What the task asks:
Lines from the line with "the eldest key." to the line with "a limited-use key." in the entries below, and only those, must be output exactly, with both ends included.

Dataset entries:
☆ ☆ ☆ ☆ ☆ ☆ ☆

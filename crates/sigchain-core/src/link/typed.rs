//! Role-typed views over chain links.
//!
//! A [`TypedChainLink`] classifies a [`ChainLink`] by its payload body
//! without mutating it, and exposes the role-specific obligations the
//! replay pass needs: delegation targets, revocation sets, device
//! records, and the sibkey reverse-signature check.

use base64::engine::general_purpose::STANDARD as BASE64;
use base64::Engine as _;
use ed25519_dalek::Signature;
use tracing::warn;

use super::{ChainLink, DeviceBody, LinkBody, LinkError};
use crate::keys::cki::KeyRole;
use crate::keys::KeyFamily;
use crate::types::{Kid, SigId};

/// A tagged view of one link, classified by statement body.
#[derive(Debug)]
pub enum TypedChainLink<'a> {
    /// First link of a subchain; installs the eldest key.
    Eldest(&'a ChainLink),

    /// Delegates a key with equal authority; carries a reverse signature.
    SibkeyDelegation(&'a ChainLink),

    /// Delegates a limited-use key.
    SubkeyDelegation(&'a ChainLink),

    /// Retires keys and/or delegation signatures.
    Revocation(&'a ChainLink),

    /// Updates device metadata.
    DeviceUpdate(&'a ChainLink),

    /// No key-family side effect.
    Other(&'a ChainLink),
}

impl<'a> TypedChainLink<'a> {
    /// Classifies a link by its parsed body.
    ///
    /// Unrecognized bodies classify as [`TypedChainLink::Other`] with a
    /// warning; they are carried and verified but have no key-family
    /// side effect.
    #[must_use]
    pub fn classify(link: &'a ChainLink) -> Self {
        match &link.payload().body {
            LinkBody::Eldest { .. } => Self::Eldest(link),
            LinkBody::Sibkey { .. } => Self::SibkeyDelegation(link),
            LinkBody::Subkey { .. } => Self::SubkeyDelegation(link),
            LinkBody::Revoke { .. } => Self::Revocation(link),
            LinkBody::Device { .. } => Self::DeviceUpdate(link),
            LinkBody::Other => {
                warn!(seqno = link.seqno().value(), "untyped chain link; carrying as-is");
                Self::Other(link)
            },
        }
    }

    /// The underlying link.
    #[must_use]
    pub const fn link(&self) -> &'a ChainLink {
        match self {
            Self::Eldest(link)
            | Self::SibkeyDelegation(link)
            | Self::SubkeyDelegation(link)
            | Self::Revocation(link)
            | Self::DeviceUpdate(link)
            | Self::Other(link) => link,
        }
    }

    /// The delegation role this link carries, if any.
    #[must_use]
    pub const fn delegation_role(&self) -> Option<KeyRole> {
        match self {
            Self::SibkeyDelegation(_) => Some(KeyRole::Sibkey),
            Self::SubkeyDelegation(_) => Some(KeyRole::Subkey),
            _ => None,
        }
    }

    /// The kid this link delegates, if any.
    #[must_use]
    pub fn delegated_kid(&self) -> Option<Kid> {
        match &self.link().payload().body {
            LinkBody::Sibkey { kid, .. } | LinkBody::Subkey { kid } => Some(kid.clone()),
            _ => None,
        }
    }

    /// Kids this link retires, from its revocation body and from any
    /// piggybacked revoke section. Empty for links revoking nothing.
    #[must_use]
    pub fn revoked_kids(&self) -> Vec<Kid> {
        let payload = self.link().payload();
        let mut kids = match &payload.body {
            LinkBody::Revoke { kids, .. } => kids.clone(),
            _ => Vec::new(),
        };
        if let Some(section) = &payload.revoke {
            kids.extend(section.kids.iter().cloned());
        }
        kids
    }

    /// Delegation sig ids this link retires, from its revocation body
    /// and from any piggybacked revoke section.
    #[must_use]
    pub fn revoked_sig_ids(&self) -> Vec<SigId> {
        let payload = self.link().payload();
        let mut sig_ids = match &payload.body {
            LinkBody::Revoke { sig_ids, .. } => sig_ids.clone(),
            _ => Vec::new(),
        };
        if let Some(section) = &payload.revoke {
            sig_ids.extend(section.sig_ids.iter().copied());
        }
        sig_ids
    }

    /// The device record this link carries, if any.
    #[must_use]
    pub fn device(&self) -> Option<&DeviceBody> {
        match &self.link().payload().body {
            LinkBody::Device { device } => Some(device),
            _ => None,
        }
    }

    /// Verifies the sibkey reverse signature: the delegated key must have
    /// signed this payload with the `reverse_sig` field nulled out,
    /// proving possession. A no-op for every other variant.
    ///
    /// # Errors
    ///
    /// [`LinkError::BadReverseSig`] when the signature is missing or
    /// fails; [`LinkError::KeySigMismatch`] when the delegated kid has no
    /// key material.
    pub fn verify_reverse_sig(&self, kf: &KeyFamily) -> Result<(), LinkError> {
        let Self::SibkeyDelegation(link) = self else {
            return Ok(());
        };
        let LinkBody::Sibkey { kid, reverse_sig } = &link.payload().body else {
            return Ok(());
        };

        let seqno = link.seqno();
        let Some(reverse_sig) = reverse_sig else {
            return Err(LinkError::BadReverseSig { seqno });
        };
        let sig_bytes = BASE64
            .decode(reverse_sig)
            .map_err(|_| LinkError::BadReverseSig { seqno })?;
        let signature =
            Signature::from_slice(&sig_bytes).map_err(|_| LinkError::BadReverseSig { seqno })?;

        let Some(server_key) = kf.get(kid) else {
            return Err(LinkError::KeySigMismatch { kid: kid.clone() });
        };
        let verifying_key = server_key.verifying_key()?;

        let base = link.reverse_sig_base()?;
        verifying_key
            .verify_strict(&base, &signature)
            .map_err(|_| LinkError::BadReverseSig { seqno })
    }
}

☆ ☆ ☆ ☆ ☆ ☆ ☆

Answer:
    /// First link of a subchain; installs the eldest key.
    Eldest(&'a ChainLink),

    /// Delegates a key with equal authority; carries a reverse signature.
    SibkeyDelegation(&'a ChainLink),

    /// Delegates a limited-use key.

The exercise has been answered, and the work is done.